**WORK TASK**
Search the records for lines with the word "calls" and copy each match.

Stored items
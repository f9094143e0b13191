use std::collections::{HashMap, HashSet};
use std::sync::{Arc, Mutex};

use async_trait::async_trait;
use gradq_core::CandidateRecord;
use gradq_extract::RecordExtractor;
use gradq_fetch::{FetchError, FetchedPage, PageFetcher};
use gradq_ingest::{
    build_router, ingest_records, Disposition, IngestConfig, MemorySink, ScanController, StopReason,
};

const ORIGIN: &str = "https://www.thegradcafe.com";

struct FabricatedListing {
    pages: HashMap<u32, String>,
    calls: Mutex<Vec<u32>>,
}

impl FabricatedListing {
    fn new(pages: &[(u32, &[u32])]) -> Self {
        Self {
            pages: pages
                .iter()
                .map(|(page, ids)| (*page, listing_html(ids)))
                .collect(),
            calls: Mutex::new(Vec::new()),
        }
    }

    fn calls(&self) -> Vec<u32> {
        self.calls.lock().unwrap().clone()
    }
}

#[async_trait]
impl PageFetcher for FabricatedListing {
    async fn fetch_page(&self, page: u32) -> Result<FetchedPage, FetchError> {
        self.calls.lock().unwrap().push(page);
        Ok(FetchedPage {
            page,
            url: format!("{ORIGIN}/survey/index.php?page={page}"),
            body: self
                .pages
                .get(&page)
                .cloned()
                .unwrap_or_else(|| "<html><body></body></html>".to_string()),
        })
    }
}

fn listing_html(ids: &[u32]) -> String {
    let mut rows = String::from("<tr><th>School</th><th>Program</th></tr>");
    for id in ids {
        rows.push_str(&format!(
            r#"<tr><td>University {id}Report</td><td>Mathematics PhD</td><td>March 0{d}, 2026</td><td>Accepted on 1 Mar</td><td><a href="/result/{id}">See More</a></td></tr>
               <tr><td>Fall 2026 American GPA 3.{d}0</td></tr>"#,
            d = id % 10
        ));
    }
    format!("<html><body><table>{rows}</table></body></html>")
}

fn result_url(id: u32) -> String {
    format!("{ORIGIN}/result/{id}")
}

#[tokio::test(start_paused = true)]
async fn scan_then_ingest_stops_on_first_known_record() {
    let fetcher = Arc::new(FabricatedListing::new(&[
        (1, &[503, 502, 501]),
        (2, &[500, 499, 498]),
        (3, &[497]),
    ]));
    let scan = ScanController::new(fetcher.clone(), RecordExtractor::new(ORIGIN));
    let existing = HashSet::from([result_url(500), result_url(499)]);

    let outcome = scan.scan(&existing, 50).await;

    assert_eq!(outcome.stop_reason, StopReason::SeenExisting);
    assert_eq!(outcome.records.len(), 3);
    assert_eq!(fetcher.calls(), vec![1, 2]);

    let sink = MemorySink::new();
    let ingested = ingest_records(&sink, "gradcafe", &outcome.records)
        .await
        .unwrap();
    assert_eq!(ingested.inserted, 3);
    assert_eq!(ingested.watermark, Some(result_url(503)));
    assert_eq!(
        sink.watermark("gradcafe").unwrap().last_seen,
        result_url(503)
    );

    let stored = sink
        .records()
        .into_iter()
        .filter_map(|r| r.external_id)
        .collect::<Vec<_>>();
    assert_eq!(stored, vec![result_url(503), result_url(502), result_url(501)]);
}

#[tokio::test(start_paused = true)]
async fn scrape_task_uses_recent_identifiers_from_the_sink() {
    let sink = MemorySink::new();
    let previously_seen = [498u32, 499, 500]
        .into_iter()
        .map(|id| CandidateRecord::new("Earlier", "Physics PhD").with_external_id(result_url(id)))
        .collect::<Vec<_>>();
    ingest_records(&sink, "gradcafe", &previously_seen).await.unwrap();

    let fetcher = Arc::new(FabricatedListing::new(&[
        (1, &[503, 502, 501]),
        (2, &[500, 499, 498]),
    ]));
    let config = IngestConfig::default();
    let router = build_router(&config, Arc::new(sink.clone()), fetcher.clone());

    let disposition = router
        .process(br#"{"kind":"scrape_new_data","ts":"2026-03-01T12:00:00Z","payload":{}}"#)
        .await;

    assert_eq!(disposition, Disposition::Ack);
    assert_eq!(fetcher.calls(), vec![1, 2]);
    assert_eq!(sink.records().len(), 6);
    assert_eq!(
        sink.watermark("gradcafe").unwrap().last_seen,
        result_url(503)
    );

    // redelivery of the same task is absorbed by the conflict-tolerant insert
    let again = router
        .process(br#"{"kind":"scrape_new_data","payload":{}}"#)
        .await;
    assert_eq!(again, Disposition::Ack);
    assert_eq!(sink.records().len(), 6);
}

#[tokio::test(start_paused = true)]
async fn payload_can_lower_the_page_cap() {
    let sink = MemorySink::new();
    let fetcher = Arc::new(FabricatedListing::new(&[
        (1, &[503]),
        (2, &[502]),
        (3, &[501]),
    ]));
    let router = build_router(&IngestConfig::default(), Arc::new(sink.clone()), fetcher.clone());

    let disposition = router
        .process(br#"{"kind":"scrape_new_data","payload":{"max_pages":2}}"#)
        .await;

    assert_eq!(disposition, Disposition::Ack);
    assert_eq!(fetcher.calls(), vec![1, 2]);
    assert_eq!(sink.records().len(), 2);
}

#[tokio::test(start_paused = true)]
async fn failing_sink_leaves_no_partial_batch() {
    let sink = MemorySink::new();
    let fetcher = Arc::new(FabricatedListing::new(&[(1, &[503, 502, 501])]));
    let router = build_router(
        &IngestConfig::default(),
        Arc::new(sink.clone().fail_on_insert(3)),
        fetcher,
    );

    let disposition = router
        .process(br#"{"kind":"scrape_new_data","payload":{}}"#)
        .await;

    assert_eq!(disposition, Disposition::Reject);
    assert!(sink.records().is_empty());
    assert!(sink.watermark("gradcafe").is_none());
}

**RESULT OF THE TASK**
    calls: Mutex<Vec<u32>>,
            calls: Mutex::new(Vec::new()),
    fn calls(&self) -> Vec<u32> {
        self.calls.lock().unwrap().clone()
        self.calls.lock().unwrap().push(page);
    assert_eq!(fetcher.calls(), vec![1, 2]);
    assert_eq!(fetcher.calls(), vec![1, 2]);
    assert_eq!(fetcher.calls(), vec![1, 2]);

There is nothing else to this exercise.